> What to work on
Filter the records for lines holding the string "replies".
==========
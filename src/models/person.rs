//! 用户（潜在/实际获奖者）实体

use chrono::{DateTime, Utc};
use serde::{Deserialize, Serialize};
use serde_json::{Value, json};

use super::epoch;

/// 用户
///
/// 邮箱是主身份（id 即邮箱），昵称是可选的二级查找键，
/// 未显式提供时由创建操作取邮箱本地部分。
#[derive(Debug, Clone, Serialize, Deserialize, sqlx::FromRow)]
pub struct Person {
    pub id: String,
    pub email: String,
    pub nickname: String,
    pub website: Option<String>,
    pub bio: Option<String>,
    /// 用户选择退出后不再对外展示
    pub opted_out: bool,
    /// 按持有颁发记录数计算的排名，授予操作时刷新
    pub rank: Option<i64>,
    /// 首次登录前为 None
    pub last_login: Option<DateTime<Utc>>,
    pub created_on: DateTime<Utc>,
}

impl Person {
    /// 导出为扁平键值投影
    pub fn export(&self) -> Value {
        json!({
            "id": self.id,
            "email": self.email,
            "nickname": self.nickname,
            "website": self.website,
            "bio": self.bio,
            "opted_out": self.opted_out,
            "rank": self.rank,
            "last_login": self.last_login.as_ref().map(epoch),
            "created_on": epoch(&self.created_on),
        })
    }
}

impl std::fmt::Display for Person {
    fn fmt(&self, f: &mut std::fmt::Formatter<'_>) -> std::fmt::Result {
        write!(f, "{}", self.nickname)
    }
}

/// 用户身份引用
///
/// 授权判定等场景同时接受邮箱字符串和已解析的 [`Person`]。
pub trait PersonIdent {
    fn email(&self) -> &str;
}

impl PersonIdent for &str {
    fn email(&self) -> &str {
        self
    }
}

impl PersonIdent for &String {
    fn email(&self) -> &str {
        self
    }
}

impl PersonIdent for &Person {
    fn email(&self) -> &str {
        &self.email
    }
}
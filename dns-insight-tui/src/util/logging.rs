//! 日志初始化
//!
//! 界面占用整个终端，日志只能写入文件。
//! 核心库通过 `log` 门面输出，经 `tracing-log` 桥接到同一个 subscriber。

use std::path::{Path, PathBuf};
use std::str::FromStr;

use anyhow::{Context, Result};
use tracing_appender::non_blocking::WorkerGuard;
use tracing_subscriber::{layer::SubscriberExt, util::SubscriberInitExt, EnvFilter};

/// 日志级别环境变量
pub const LOG_ENV: &str = "DNS_INSIGHT_LOG";

/// 默认日志文件名
const DEFAULT_LOG_FILE: &str = "dns-insight.log";

/// 初始化文件日志
///
/// 返回的 guard 在 drop 时刷新缓冲，必须持有到程序退出。
pub fn init_logging(log_file: Option<&Path>) -> Result<WorkerGuard> {
    let (dir, file_name) = split_log_path(log_file);
    std::fs::create_dir_all(&dir)
        .with_context(|| format!("cannot create log directory {}", dir.display()))?;

    let appender = tracing_appender::rolling::never(&dir, &file_name);
    let (writer, guard) = tracing_appender::non_blocking(appender);

    tracing_subscriber::registry()
        .with(
            tracing_subscriber::fmt::layer()
                .with_writer(writer)
                .with_ansi(false)
                .with_target(true),
        )
        .with(env_filter(std::env::var(LOG_ENV).ok().as_deref()))
        .try_init()
        .context("failed to install log subscriber")?;

    tracing::info!("Logging to {}", dir.join(&file_name).display());
    Ok(guard)
}

/// 解析过滤规则，无效或缺省时使用 `info`
fn env_filter(directives: Option<&str>) -> EnvFilter {
    directives
        .and_then(|d| EnvFilter::from_str(d).ok())
        .unwrap_or_else(|| EnvFilter::new("info"))
}

/// 拆分为目录和文件名
fn split_log_path(log_file: Option<&Path>) -> (PathBuf, String) {
    let path = log_file.unwrap_or_else(|| Path::new(DEFAULT_LOG_FILE));
    let file_name = path
        .file_name()
        .map_or_else(|| DEFAULT_LOG_FILE.to_string(), |n| n.to_string_lossy().into_owned());
    let dir = path
        .parent()
        .filter(|p| !p.as_os_str().is_empty())
        .map_or_else(|| PathBuf::from("."), Path::to_path_buf);
    (dir, file_name)
}
//! Drill-down widget model

use crate::types::{Category, ListEntry, SelectionEvent};

/// One selectable entry
#[derive(Debug, Clone, PartialEq, Eq)]
pub struct DrillDownItem {
    /// `<groupId> (<count>)`
    pub label: String,
    /// `<category>Tbl:<groupId>`
    pub composite_id: String,
    pub group_id: String,
    pub count: u64,
}

/// Selectable list of aggregate groups for one category.
///
/// Entries keep the order the backend returned them in.
#[derive(Debug, Clone, PartialEq, Eq)]
pub struct DrillDownList {
    pub category: Category,
    pub items: Vec<DrillDownItem>,
}

impl DrillDownList {
    pub fn from_entries(category: Category, entries: Vec<ListEntry>) -> Self {
        let items = entries
            .into_iter()
            .map(|entry| DrillDownItem {
                label: format!("{} ({})", entry.group_id, entry.count),
                composite_id: SelectionEvent::new(category, entry.group_id.as_str())
                    .composite_id(),
                group_id: entry.group_id,
                count: entry.count,
            })
            .collect();

        Self { category, items }
    }

    pub fn len(&self) -> usize {
        self.items.len()
    }

    pub fn is_empty(&self) -> bool {
        self.items.is_empty()
    }

    /// Activate the entry at `index`
    ///
    /// `None` when nothing is there to activate.
    pub fn activate(&self, index: usize) -> Option<SelectionEvent> {
        self.items
            .get(index)
            .map(|item| SelectionEvent::new(self.category, item.group_id.as_str()))
    }

    /// Activate the entry carrying `composite_id`
    pub fn activate_id(&self, composite_id: &str) -> Option<SelectionEvent> {
        let event = SelectionEvent::from_composite_id(composite_id)?;
        let known = event.category == self.category
            && self.items.iter().any(|item| item.group_id == event.group_id);
        known.then_some(event)
    }

    /// Sum of all group counts, saturating at `u64::MAX`
    pub fn total(&self) -> u64 {
        self.items
            .iter()
            .map(|item| item.count)
            .fold(0, u64::saturating_add)
    }
}
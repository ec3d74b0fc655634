//!
//! src/event/mod.rs
//! Event 层：事件处理
//!
//! 负责将键盘输入事件转换为 Message。
//!
//!
//! 有模块结构：
//!     src/event/mod.rs
//!         mod handler;        // 事件处理器
//!         mod keymap;         // 快捷键映射
//!
//!         pub use handler::{handle_event, poll_event};
//!
//!
//!     · poll_event      事件轮询，受 app.rs 调用，最长阻塞 timeout
//!
//!     · handle_event    事件分发
//!
//!         判断顺序：
//!             - 全局快捷键：q / Ctrl+C 退出，r / Alt+r 重新加载，Esc 返回列表
//!             - Tab 切换 列表/详情，← → (h l) 切换分类列
//!             - Enter：焦点在列表区域时激活选中分组
//!             - ↑ ↓ (k j) / Home / End：面板内移动
//!

mod handler;
mod keymap;

pub use handler::{handle_event, poll_event};
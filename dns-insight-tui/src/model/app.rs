//! 应用主状态结构

use dns_insight_core::{Category, Dashboard, DashboardConfig, Fetcher};

use super::{DetailPane, Focus, ListPane};

/// 面板集合：每个分类一列（列表 + 详情）
pub type Panels = Dashboard<ListPane, DetailPane>;

/// 应用主状态
pub struct App {
    /// 是否应该退出
    pub should_quit: bool,

    /// 当前焦点
    pub focus: Focus,

    /// 三个分类的管道及其面板
    pub dashboard: Panels,

    /// 状态栏消息
    pub status_message: Option<String>,

    /// 搜索 API 地址（显示在标题栏）
    pub api_base: String,
}

impl App {
    /// 创建新的应用实例
    ///
    /// 不会发起请求；调用方随后执行 `dashboard.start()`。
    pub fn new(fetcher: Fetcher, config: &DashboardConfig) -> Self {
        let dashboard = Dashboard::new(fetcher, config.stale_responses, |_| {
            (ListPane::default(), DetailPane::default())
        });

        Self {
            should_quit: false,
            focus: Focus::default(),
            dashboard,
            status_message: None,
            api_base: config.api.base_url.clone(),
        }
    }

    /// 指定分类的列表面板
    pub fn list(&self, category: Category) -> &ListPane {
        self.dashboard.pipeline(category).list_target()
    }

    /// 指定分类的详情面板
    pub fn detail(&self, category: Category) -> &DetailPane {
        self.dashboard.pipeline(category).detail_target()
    }

    /// 当前焦点列的列表面板
    pub fn focused_list_mut(&mut self) -> &mut ListPane {
        self.dashboard
            .pipeline_mut(self.focus.category)
            .list_target_mut()
    }

    /// 当前焦点列的详情面板
    pub fn focused_detail_mut(&mut self) -> &mut DetailPane {
        self.dashboard
            .pipeline_mut(self.focus.category)
            .detail_target_mut()
    }

    /// 设置状态消息
    pub fn set_status(&mut self, message: impl Into<String>) {
        self.status_message = Some(message.into());
    }

    /// 清除状态消息
    pub fn clear_status(&mut self) {
        self.status_message = None;
    }
}
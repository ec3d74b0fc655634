//! 界面组件

pub mod column;
pub mod statusbar;
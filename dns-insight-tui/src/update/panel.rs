//! 面板内移动

use crate::message::PanelMessage;
use crate::model::{App, Section};

/// 处理面板消息：列表区域移动选中项，详情区域滚动
pub fn update(app: &mut App, msg: PanelMessage) {
    match app.focus.section {
        Section::List => {
            let pane = app.focused_list_mut();
            match msg {
                PanelMessage::SelectPrevious => pane.select_previous(),
                PanelMessage::SelectNext => pane.select_next(),
                PanelMessage::SelectFirst => pane.select_first(),
                PanelMessage::SelectLast => pane.select_last(),
            }
        }
        Section::Detail => {
            let pane = app.focused_detail_mut();
            match msg {
                PanelMessage::SelectPrevious => pane.scroll_up(),
                PanelMessage::SelectNext => pane.scroll_down(),
                PanelMessage::SelectFirst => pane.scroll_top(),
                PanelMessage::SelectLast => pane.scroll_bottom(),
            }
        }
    }
}
//! 后台请求完成后的更新

use dns_insight_core::{Delivery, Phase, PipelineEvent};

use crate::model::App;

/// 把完成的请求写入所属分类的面板
///
/// 状态栏只反映焦点分类的结果和任何分类的失败，
/// 其他分类的成功不会覆盖当前提示。
pub fn update(app: &mut App, event: PipelineEvent) {
    let status = describe(&event);
    let focused = event.context().category == app.focus.category;
    let failed = matches!(event, PipelineEvent::Failed { .. });

    match app.dashboard.apply(event) {
        Delivery::Rendered if focused || failed => app.set_status(status),
        Delivery::Rendered => log::debug!("{status}"),
        Delivery::Discarded => log::debug!("Ignored superseded response: {status}"),
    }
}

/// 状态栏文本
fn describe(event: &PipelineEvent) -> String {
    let context = event.context();
    let label = context.category.label();

    match event {
        PipelineEvent::ListLoaded { entries, .. } => {
            format!("{label}: {} groups", entries.len())
        }
        PipelineEvent::DetailLoaded { records, .. } => {
            let group = match &context.phase {
                Phase::Detail { group_id } => group_id.as_str(),
                Phase::List => "",
            };
            format!("{label}: {} records for {group}", records.len())
        }
        PipelineEvent::Failed { error, .. } => format!("{label}: {error}"),
    }
}
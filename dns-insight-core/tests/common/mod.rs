//! 共享测试工具和辅助函数

#![allow(dead_code, clippy::expect_used, clippy::unwrap_used)]

use std::collections::{HashMap, VecDeque};
use std::sync::Arc;

use async_trait::async_trait;
use dns_insight_core::render::html::{HtmlDetail, HtmlList};
use dns_insight_core::{
    Dashboard, FetchClient, Fetcher, PanelError, PanelResult, StaleResponsePolicy,
};
use tokio::sync::{oneshot, Mutex};

pub const MX_LIST: &str = "/api/v1.0/dns?dnsType=mx&list=1";
pub const SPF_LIST: &str = "/api/v1.0/dns?txtSearch=spf&list=1";
pub const DKIM_LIST: &str = "/api/v1.0/dns?txtSearch=dkim&list=1";

/// Scripted reply for one request
pub enum Reply {
    Body(String),
    Fail(PanelError),
    /// Resolves once the test sends through the paired sender
    Gated(oneshot::Receiver<PanelResult<String>>),
}

/// `FetchClient` answering from per-path queues and recording every path it sees
#[derive(Default)]
pub struct ScriptedFetchClient {
    replies: Mutex<HashMap<String, VecDeque<Reply>>>,
    requested: Mutex<Vec<String>>,
}

impl ScriptedFetchClient {
    pub fn new() -> Arc<Self> {
        Arc::new(Self::default())
    }

    pub async fn reply(&self, path: &str, reply: Reply) {
        self.replies
            .lock()
            .await
            .entry(path.to_string())
            .or_default()
            .push_back(reply);
    }

    pub async fn body(&self, path: &str, body: &str) {
        self.reply(path, Reply::Body(body.to_string())).await;
    }

    /// Queue a reply held back until the returned sender fires
    pub async fn gate(&self, path: &str) -> oneshot::Sender<PanelResult<String>> {
        let (tx, rx) = oneshot::channel();
        self.reply(path, Reply::Gated(rx)).await;
        tx
    }

    pub async fn requested(&self) -> Vec<String> {
        self.requested.lock().await.clone()
    }
}

#[async_trait]
impl FetchClient for ScriptedFetchClient {
    async fn get(&self, path: &str) -> PanelResult<String> {
        self.requested.lock().await.push(path.to_string());
        let reply = self
            .replies
            .lock()
            .await
            .get_mut(path)
            .and_then(VecDeque::pop_front);

        match reply {
            Some(Reply::Body(body)) => Ok(body),
            Some(Reply::Fail(error)) => Err(error),
            Some(Reply::Gated(rx)) => rx.await.unwrap_or_else(|_| {
                Err(PanelError::NetworkFailure {
                    path: path.to_string(),
                    detail: "gate dropped".to_string(),
                })
            }),
            None => Err(PanelError::NetworkFailure {
                path: path.to_string(),
                detail: "HTTP 404: no scripted reply".to_string(),
            }),
        }
    }
}

pub type HtmlDashboard = Dashboard<HtmlList, HtmlDetail>;

/// Dashboard rendering into HTML targets, backed by `client`
pub fn html_dashboard(
    client: &Arc<ScriptedFetchClient>,
    policy: StaleResponsePolicy,
) -> HtmlDashboard {
    let client: Arc<dyn FetchClient> = client.clone();
    Dashboard::new(Fetcher::new(client), policy, |_| {
        (HtmlList::default(), HtmlDetail::default())
    })
}

pub fn network_failure(path: &str, detail: &str) -> PanelError {
    PanelError::NetworkFailure {
        path: path.to_string(),
        detail: detail.to_string(),
    }
}

pub fn list_body(entries: &[(&str, u64)]) -> String {
    let entries: Vec<_> = entries
        .iter()
        .map(|(group, count)| serde_json::json!({ "_id": group, "count": count }))
        .collect();
    serde_json::Value::Array(entries).to_string()
}

pub fn detail_body(records: &[(&str, &str, &str)]) -> String {
    let records: Vec<_> = records
        .iter()
        .map(|(zone, fqdn, value)| serde_json::json!({ "zone": zone, "fqdn": fqdn, "value": value }))
        .collect();
    serde_json::Value::Array(records).to_string()
}
//!
//! src/util/mod.rs
//! Util 层：基础设施和工具函数
//!
//! 与业务逻辑无关的基础设施代码：
//!     mod terminal;       // 终端初始化和恢复（原始模式 + 备用屏幕）
//!     mod logging;        // 文件日志（tracing-subscriber + tracing-appender）
//!
//! 注意：无论程序是正常退出还是发生错误，都必须调用 restore_terminal()！
//!       否则终端会保持在原始模式，用户输入不会正常显示。
//!

mod logging;
mod terminal;

pub use logging::init_logging;
pub use terminal::{init_terminal, restore_terminal, Term};

use unicode_width::{UnicodeWidthChar, UnicodeWidthStr};

/// 按显示宽度截断，超出部分以 `…` 结尾
pub fn fit_width(text: &str, max_width: usize) -> String {
    if text.width() <= max_width {
        return text.to_string();
    }
    if max_width == 0 {
        return String::new();
    }

    let mut out = String::new();
    let mut width = 0;
    for ch in text.chars() {
        let w = ch.width().unwrap_or(0);
        // 预留一格给省略号
        if width + w > max_width - 1 {
            break;
        }
        out.push(ch);
        width += w;
    }
    out.push('…');
    out
}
==========
> Solved problem
    replies: Mutex<HashMap<String, VecDeque<Reply>>>,
        self.replies
            .replies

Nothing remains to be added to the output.